The main cost I see is:
(-) It creates a new distinction between resource properties that are
explicitly specified in resource definitions and those that are not.
For this reason (at least), such a feature could not be introduced
until Telly at the earliest.

That cost is incurred, however, only in manifest sets that use
Constraints, and then only with respect to resources that are targeted
by Constraints.  It is anyway not a usability issue, but rather an
upgrade / conversion / compatibility issue.


> Wouldn't this put an end to self-contained modules?


No.  What makes you think it would?  I think it allows modules to be
*more* self-contained than they currently are.


> I wrote in a latter mail (is this the same thread? Sorry, I use this
> only through Thunderbird and get confused sometimes) how I see need for
> explicit module dependencies and a system that can automatically
> download required modules from the forge.
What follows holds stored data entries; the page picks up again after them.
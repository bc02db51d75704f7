//! Submission write path
//!
//! Accepts both wire encodings the survey clients use: a multipart form
//! whose `data` field holds the JSON document (primary transport), and a
//! raw JSON text body (alternate transport, sent when the submitter cannot
//! read responses). Either way the payload is validated, filtered to the
//! catalogued questions, and appended to the log.

use axum::{
    extract::{FromRequest, Multipart, Request, State},
    http::{header::CONTENT_TYPE, StatusCode},
    response::{IntoResponse, Response},
    Json,
};
use opros_common::model::SubmitAck;
use opros_common::validate::{validate, ValidationError};
use tracing::info;

use crate::db::responses::{insert_response, InsertError};
use crate::AppState;

/// Submission body size cap
const MAX_BODY_BYTES: usize = 64 * 1024;

/// POST /api/submit
pub async fn submit_response(
    State(state): State<AppState>,
    request: Request,
) -> Result<Json<SubmitAck>, SubmitError> {
    let payload = extract_payload(request).await?;

    let raw: serde_json::Value =
        serde_json::from_str(&payload).map_err(|e| SubmitError::Malformed(e.to_string()))?;
    let mut response = validate(raw)?;

    // Keep only catalogued question keys; unknown keys are dropped
    response.answers.retain(|key, _| state.catalog.contains_key(key));

    match insert_response(&state.db, &response).await {
        Ok(row_id) => {
            info!(
                row = row_id,
                answers = response.answers.len(),
                "survey response saved"
            );
            Ok(Json(SubmitAck::ok("Data saved successfully")))
        }
        Err(InsertError::Duplicate) => Err(SubmitError::Duplicate),
        Err(e) => Err(SubmitError::Storage(e.to_string())),
    }
}

/// Pull the JSON document out of whichever encoding the client used
async fn extract_payload(request: Request) -> Result<String, SubmitError> {
    let content_type = request
        .headers()
        .get(CONTENT_TYPE)
        .and_then(|v| v.to_str().ok())
        .unwrap_or("")
        .to_string();

    if content_type.starts_with("multipart/form-data") {
        let mut multipart = Multipart::from_request(request, &())
            .await
            .map_err(|e| SubmitError::Malformed(e.to_string()))?;

        while let Some(field) = multipart
            .next_field()
            .await
            .map_err(|e| SubmitError::Malformed(e.to_string()))?
        {
            if field.name() == Some("data") {
                return field
                    .text()
                    .await
                    .map_err(|e| SubmitError::Malformed(e.to_string()));
            }
        }

        Err(SubmitError::Malformed(
            "multipart body has no `data` field".to_string(),
        ))
    } else {
        // Alternate encoding: the body is the JSON document itself,
        // regardless of the declared content type
        let bytes = axum::body::to_bytes(request.into_body(), MAX_BODY_BYTES)
            .await
            .map_err(|e| SubmitError::Malformed(e.to_string()))?;
        String::from_utf8(bytes.to_vec()).map_err(|e| SubmitError::Malformed(e.to_string()))
    }
}

/// Write-path errors
#[derive(Debug)]
pub enum SubmitError {
    Validation(ValidationError),
    Malformed(String),
    Duplicate,
    Storage(String),
}

impl From<ValidationError> for SubmitError {
    fn from(e: ValidationError) -> Self {
        SubmitError::Validation(e)
    }
}

impl IntoResponse for SubmitError {
    fn into_response(self) -> Response {
        let (status, message) = match self {
            SubmitError::Validation(e) => (StatusCode::BAD_REQUEST, e.to_string()),
            SubmitError::Malformed(msg) => {
                (StatusCode::BAD_REQUEST, format!("malformed payload: {}", msg))
            }
            SubmitError::Duplicate => (StatusCode::CONFLICT, "duplicate submission".to_string()),
            SubmitError::Storage(msg) => {
                (StatusCode::INTERNAL_SERVER_ERROR, format!("storage error: {}", msg))
            }
        };

        (status, Json(SubmitAck::err(message))).into_response()
    }
}
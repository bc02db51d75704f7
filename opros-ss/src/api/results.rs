//! Raw results read path

use axum::{
    extract::{Query, State},
    http::StatusCode,
    response::{IntoResponse, Response},
    Json,
};
use serde::Deserialize;
use serde_json::json;

use crate::db::responses::fetch_all;
use crate::AppState;
use opros_common::model::ResultsEnvelope;

/// Query parameters for the results endpoint
#[derive(Debug, Deserialize)]
pub struct ResultsQuery {
    pub action: Option<String>,
}

/// GET /api/results?action=getResults
///
/// Returns every stored response in insertion order. Any other (or
/// missing) `action` value is rejected with a JSON error object.
pub async fn get_results(
    State(state): State<AppState>,
    Query(query): Query<ResultsQuery>,
) -> Result<Json<ResultsEnvelope>, ResultsError> {
    if query.action.as_deref() != Some("getResults") {
        return Err(ResultsError::InvalidAction);
    }

    let responses = fetch_all(&state.db)
        .await
        .map_err(|e| ResultsError::Database(e.to_string()))?;
    let total_count = responses.len() as u64;

    Ok(Json(ResultsEnvelope {
        responses,
        total_count,
    }))
}

/// Read-path errors
#[derive(Debug)]
pub enum ResultsError {
    InvalidAction,
    Database(String),
}

impl IntoResponse for ResultsError {
    fn into_response(self) -> Response {
        let (status, message) = match self {
            ResultsError::InvalidAction => (StatusCode::BAD_REQUEST, "Invalid action".to_string()),
            ResultsError::Database(msg) => {
                (StatusCode::INTERNAL_SERVER_ERROR, format!("Database error: {}", msg))
            }
        };

        let body = Json(json!({
            "error": message,
        }));

        (status, body).into_response()
    }
}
I can see this supplementing
> your idea of constraints nicely, but without it, downloading modules
> could quickly become a nightmare for users.


I have considered that possibility, essentially a package management
system for Puppet modules.  Although such a thing could undoubtedly be
implemented, I don't think it would be very suitable for addressing
the inter-module dependency problem.  Package management systems such
as yum and apt rely on the fact that software dependency graphs are
more or less trees, but I don't think module dependency graphs tend to
be anywhere near as treelike.  I suppose module repository managers
could enforce tree-shaped dependency graphs, but that imposes the
tool's requirements on the problem space instead of relying on a tool
that suits well in the first place.

I do not mean to say that a tool that automatically downloaded and
installed modules from the Forge would be useless -- far from it.  I
just don't think that it would adequately address the inter-module
dependency issue, and therefore I would recommend that such a tool not
even try to do so.  It solves an altogether different problem.